Summary: And now, the end is near, and so we face, the final curtain….

Chapter 19: Goin Up

Mulder jogged up the path behind the cabin, put on a sudden burst of speed around the building and took the porch steps two at a time.

Breathing hard, he stopped and put his hands on his knees, feeling the pull in his abdominal muscles as he stretched up and down, letting his hands slide down his bare legs to touch his ankles, then back up to the cuff of his ragged shorts. He did that a couple of times, then straightened out and stretched his back and arms, wincing at the crackle and pop of his spine readjusting to the lack of motion. A couple of deep knee bends and arm stretches later, he turned and walked easily into the house, doing a mental coin toss between coffee and a shower.
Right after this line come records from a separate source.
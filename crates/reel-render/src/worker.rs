//! Frame production.
//!
//! [`FrameProducer`] turns one free slot into one ready frame. With double
//! or triple buffering it runs on a [`RenderWorker`] thread; with single
//! buffering the presenter calls it inline once per cycle.

use std::sync::atomic::{AtomicBool, Ordering};
use std::sync::Arc;
use std::thread::JoinHandle;
use std::time::{Duration as StdDuration, Instant};

use parking_lot::{Condvar, Mutex, MutexGuard};
use reel_core::{ReelError, ReelResult};
use reel_ir::{AnimationDocument, Timeline};

use crate::pool::{FramePool, Release, SlotState};
use crate::raster::{CancelToken, Cancelled, FrameRenderer};
use crate::stats::StatsRecorder;

/// State the presentation thread shares with the render worker.
pub struct RenderShared {
    timeline: Mutex<Timeline>,
    document: Mutex<Option<Arc<AnimationDocument>>>,
    generation: Mutex<u64>,
    changed: Condvar,
    running: AtomicBool,
}

impl RenderShared {
    pub fn new(timeline: Timeline) -> Self {
        Self {
            timeline: Mutex::new(timeline),
            document: Mutex::new(None),
            generation: Mutex::new(0),
            changed: Condvar::new(),
            running: AtomicBool::new(true),
        }
    }

    pub fn timeline(&self) -> MutexGuard<'_, Timeline> {
        self.timeline.lock()
    }

    pub fn document(&self) -> Option<Arc<AnimationDocument>> {
        self.document.lock().clone()
    }

    pub fn set_document(&self, document: Arc<AnimationDocument>) {
        *self.document.lock() = Some(document);
        self.notify();
    }

    /// Wake the worker: something it renders from has changed.
    pub fn notify(&self) {
        let mut generation = self.generation.lock();
        *generation += 1;
        self.changed.notify_all();
    }

    fn generation(&self) -> u64 {
        *self.generation.lock()
    }

    fn wait_for_change(&self, seen: u64, timeout: StdDuration) {
        let mut generation = self.generation.lock();
        if *generation == seen && self.is_running() {
            self.changed.wait_for(&mut generation, timeout);
        }
    }

    pub fn is_running(&self) -> bool {
        self.running.load(Ordering::Acquire)
    }

    pub fn stop(&self) {
        self.running.store(false, Ordering::Release);
        self.notify();
    }
}

impl std::fmt::Debug for RenderShared {
    fn fmt(&self, f: &mut std::fmt::Formatter<'_>) -> std::fmt::Result {
        f.debug_struct("RenderShared")
            .field("timeline", &*self.timeline.lock())
            .field("has_document", &self.document.lock().is_some())
            .field("running", &self.is_running())
            .finish()
    }
}

#[derive(Debug, Clone, Copy, PartialEq, Eq)]
pub enum RenderStep {
    /// A frame was queued for presentation.
    Rendered,
    /// The slot went stale mid-render; nothing was queued.
    Cancelled,
    /// Nothing new to draw: no document, or a paused or static timeline
    /// whose current frame is already rendered.
    Idle,
    /// Every slot is in use.
    Busy,
}

/// Renders into free pool slots.
#[derive(Debug)]
pub struct FrameProducer {
    shared: Arc<RenderShared>,
    pool: Arc<FramePool>,
    renderer: FrameRenderer,
    stats: Arc<StatsRecorder>,
    /// `(revision, epoch)` of the last frame queued.
    last: Option<(u64, u64)>,
}

impl FrameProducer {
    pub fn new(
        shared: Arc<RenderShared>,
        pool: Arc<FramePool>,
        renderer: FrameRenderer,
        stats: Arc<StatsRecorder>,
    ) -> Self {
        Self {
            shared,
            pool,
            renderer,
            stats,
            last: None,
        }
    }

    /// Produce at most one frame, waiting up to `wait` for a free slot.
    pub fn step(&mut self, wait: StdDuration) -> ReelResult<RenderStep> {
        let Some(document) = self.shared.document() else {
            return Ok(RenderStep::Idle);
        };

        let (frozen, revision) = {
            let timeline = self.shared.timeline();
            (
                timeline.is_paused() || timeline.duration().is_zero(),
                timeline.revision(),
            )
        };
        if frozen && self.last == Some((revision, self.pool.epoch())) {
            return Ok(RenderStep::Idle);
        }

        let Ok(mut slot) = self.pool.acquire_free(wait) else {
            return Ok(RenderStep::Busy);
        };

        let snapshot = self.shared.timeline().sample();
        let overrides = snapshot.resolve();
        let token = CancelToken::new(self.pool.epoch_handle(), slot.epoch());
        let started = Instant::now();

        match self
            .renderer
            .render(&document, &overrides, &mut slot.buffer, &token)
        {
            Ok(()) => {
                let epoch = slot.epoch();
                slot.elapsed = snapshot.elapsed;
                slot.revision = snapshot.revision;
                match self.pool.release(slot, SlotState::ReadyToPresent)? {
                    Release::Accepted => {
                        self.stats.frame_rendered(started.elapsed());
                        self.last = Some((snapshot.revision, epoch));
                        Ok(RenderStep::Rendered)
                    }
                    Release::Stale => {
                        self.stats.render_cancelled();
                        Ok(RenderStep::Cancelled)
                    }
                }
            }
            Err(Cancelled) => {
                self.pool.release(slot, SlotState::Free)?;
                self.stats.render_cancelled();
                tracing::trace!("render cancelled by epoch change");
                Ok(RenderStep::Cancelled)
            }
        }
    }
}

/// The render thread used with double and triple buffering.
#[derive(Debug)]
pub struct RenderWorker {
    shared: Arc<RenderShared>,
    pool: Arc<FramePool>,
    handle: Option<JoinHandle<()>>,
}

impl RenderWorker {
    /// Start producing frames. `wait` bounds every blocking wait, so the
    /// thread notices shutdown within that time even if nobody wakes it.
    pub fn spawn(producer: FrameProducer, wait: StdDuration) -> ReelResult<Self> {
        let shared = Arc::clone(&producer.shared);
        let pool = Arc::clone(&producer.pool);
        let handle = std::thread::Builder::new()
            .name("reel-render".into())
            .spawn(move || run(producer, wait))
            .map_err(ReelError::Io)?;
        Ok(Self {
            shared,
            pool,
            handle: Some(handle),
        })
    }

    pub fn is_running(&self) -> bool {
        self.handle.is_some()
    }

    /// Stop the thread and wait for it to exit. Idempotent.
    pub fn stop(&mut self) {
        let Some(handle) = self.handle.take() else {
            return;
        };
        self.shared.stop();
        self.pool.close();
        if handle.join().is_err() {
            tracing::error!("render worker panicked");
        }
    }
}

impl Drop for RenderWorker {
    fn drop(&mut self) {
        self.stop();
    }
}

fn run(mut producer: FrameProducer, wait: StdDuration) {
    tracing::debug!("render worker started");
    while producer.shared.is_running() && !producer.pool.is_closed() {
        let seen = producer.shared.generation();
        match producer.step(wait) {
            Ok(RenderStep::Idle) => producer.shared.wait_for_change(seen, wait),
            Ok(_) => {}
            Err(e) => {
                tracing::error!("render worker: {}", e);
                producer.shared.wait_for_change(seen, wait);
            }
        }
    }
    tracing::debug!("render worker stopped");
}

#[cfg(test)]
mod tests {
    use super::*;
    use reel_core::{Color, Duration, ManualClock, PixelFormat};
    use reel_ir::{AnimationDirective, DirectiveSpec, Element};

    fn setup(slots: usize) -> (Arc<ManualClock>, Arc<RenderShared>, Arc<FramePool>, FrameProducer) {
        let clock = Arc::new(ManualClock::new());
        let mut timeline = Timeline::new(clock.clone());
        let directive: AnimationDirective = DirectiveSpec::new(
            "box",
            "opacity",
            vec![0.0.into(), 1.0.into()],
            Duration::from_seconds(2.0),
        )
        .build()
        .unwrap();
        timeline.load(vec![directive]);

        let mut doc = AnimationDocument::new(8.0, 8.0);
        doc.add_element(Element::rect(0.0, 0.0, 8.0, 8.0).with_id("box").fill(Color::WHITE));

        let shared = Arc::new(RenderShared::new(timeline));
        shared.set_document(Arc::new(doc));
        let pool = Arc::new(FramePool::new(slots, 8, 8, PixelFormat::Rgba8));
        let producer = FrameProducer::new(
            Arc::clone(&shared),
            Arc::clone(&pool),
            FrameRenderer::new(Color::BLACK),
            Arc::new(StatsRecorder::new()),
        );
        (clock, shared, pool, producer)
    }

    #[test]
    fn test_step_fills_slots_until_busy() {
        let (_clock, _shared, pool, mut producer) = setup(2);
        assert_eq!(producer.step(StdDuration::ZERO).unwrap(), RenderStep::Rendered);
        assert_eq!(producer.step(StdDuration::ZERO).unwrap(), RenderStep::Rendered);
        assert_eq!(producer.step(StdDuration::ZERO).unwrap(), RenderStep::Busy);
        assert_eq!(pool.count(SlotState::ReadyToPresent), 2);
    }

    #[test]
    fn test_paused_renders_each_revision_once() {
        let (clock, shared, pool, mut producer) = setup(3);
        clock.advance(Duration::from_seconds(1.0));
        shared.timeline().pause();
        assert_eq!(producer.step(StdDuration::ZERO).unwrap(), RenderStep::Rendered);
        assert_eq!(producer.step(StdDuration::ZERO).unwrap(), RenderStep::Idle);

        let frame = pool.acquire_ready().unwrap();
        assert!((frame.elapsed.as_seconds() - 1.0).abs() < 1e-9);
        let [r, _, _, _] = frame.buffer.get_pixel(4, 4).unwrap();
        assert!((126..=129).contains(&r), "r = {r}");
        pool.release(frame, SlotState::Free).unwrap();

        shared.timeline().seek(Duration::from_seconds(0.5));
        assert_eq!(producer.step(StdDuration::ZERO).unwrap(), RenderStep::Rendered);
        // A resize invalidates the rendered frame even while paused.
        pool.resize(4, 4);
        assert_eq!(producer.step(StdDuration::ZERO).unwrap(), RenderStep::Rendered);
        assert_eq!(pool.acquire_ready().unwrap().buffer.dimensions(), (4, 4));
    }

    #[test]
    fn test_resize_during_render_cancels_the_frame() {
        let mut timeline = Timeline::new(Arc::new(ManualClock::new()));
        timeline.load(vec![]);
        let mut doc = AnimationDocument::new(512.0, 512.0);
        for i in 0..4000 {
            let offset = (i % 64) as f64 * 4.0;
            doc.add_element(Element::ellipse(128.0 + offset, 256.0, 120.0, 120.0).fill(Color::RED));
        }
        let shared = Arc::new(RenderShared::new(timeline));
        shared.set_document(Arc::new(doc));
        let pool = Arc::new(FramePool::new(1, 512, 512, PixelFormat::Rgba8));
        let stats = Arc::new(StatsRecorder::new());
        let mut producer = FrameProducer::new(
            Arc::clone(&shared),
            Arc::clone(&pool),
            FrameRenderer::new(Color::BLACK),
            Arc::clone(&stats),
        );

        let resizer = {
            let pool = Arc::clone(&pool);
            std::thread::spawn(move || {
                let deadline = Instant::now() + StdDuration::from_secs(5);
                while pool.count(SlotState::Rendering) == 0 {
                    if Instant::now() > deadline {
                        return false;
                    }
                    std::hint::spin_loop();
                }
                pool.resize(64, 48);
                true
            })
        };
        let step = producer.step(StdDuration::from_secs(1)).unwrap();
        assert!(resizer.join().unwrap());
        assert_eq!(step, RenderStep::Cancelled);
        assert_eq!(pool.snapshot(), vec![SlotState::Free]);
        assert_eq!(stats.snapshot().frames_cancelled, 1);

        assert_eq!(producer.step(StdDuration::ZERO).unwrap(), RenderStep::Rendered);
        let frame = pool.acquire_ready().unwrap();
        assert_eq!(frame.buffer.dimensions(), (64, 48));
    }

    #[test]
    fn test_no_document_is_idle() {
        let (_clock, shared, _pool, _producer) = setup(1);
        let pool = Arc::new(FramePool::new(1, 2, 2, PixelFormat::Rgba8));
        let mut empty = FrameProducer::new(
            Arc::new(RenderShared::new(Timeline::new(Arc::new(ManualClock::new())))),
            pool,
            FrameRenderer::default(),
            Arc::new(StatsRecorder::new()),
        );
        assert_eq!(empty.step(StdDuration::ZERO).unwrap(), RenderStep::Idle);
        assert!(shared.document().is_some());
    }

    #[test]
    fn test_worker_thread_produces_and_stops() {
        let (_clock, _shared, pool, producer) = setup(2);
        let mut worker = RenderWorker::spawn(producer, StdDuration::from_millis(10)).unwrap();
        let deadline = Instant::now() + StdDuration::from_secs(5);
        while pool.count(SlotState::ReadyToPresent) < 2 && Instant::now() < deadline {
            std::thread::sleep(StdDuration::from_millis(1));
        }
        assert_eq!(pool.count(SlotState::ReadyToPresent), 2);
        worker.stop();
        assert!(!worker.is_running());
        worker.stop();
    }
}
Scully solved his dilemma, meeting him as he was kicking off his running shoes. She smiled kindly at him, then made a face and flicked a finger at the sweat-soaked collar of his t-shirt.

“You stink,” she told him.

He almost smiled back.

“I know.” He looked down at the luggage by the door as if noticing it for the first time, although it had been there when he’d left the house for his morning run over an hour ago.

“I can still drive you into the city,” he said.

“Shower,” Scully told him. “Then breakfast.”

“You cooked?” he teased. “Dear Diary; once again Agent Scully has made my heart flutter, this time with promises of eggs over easy.”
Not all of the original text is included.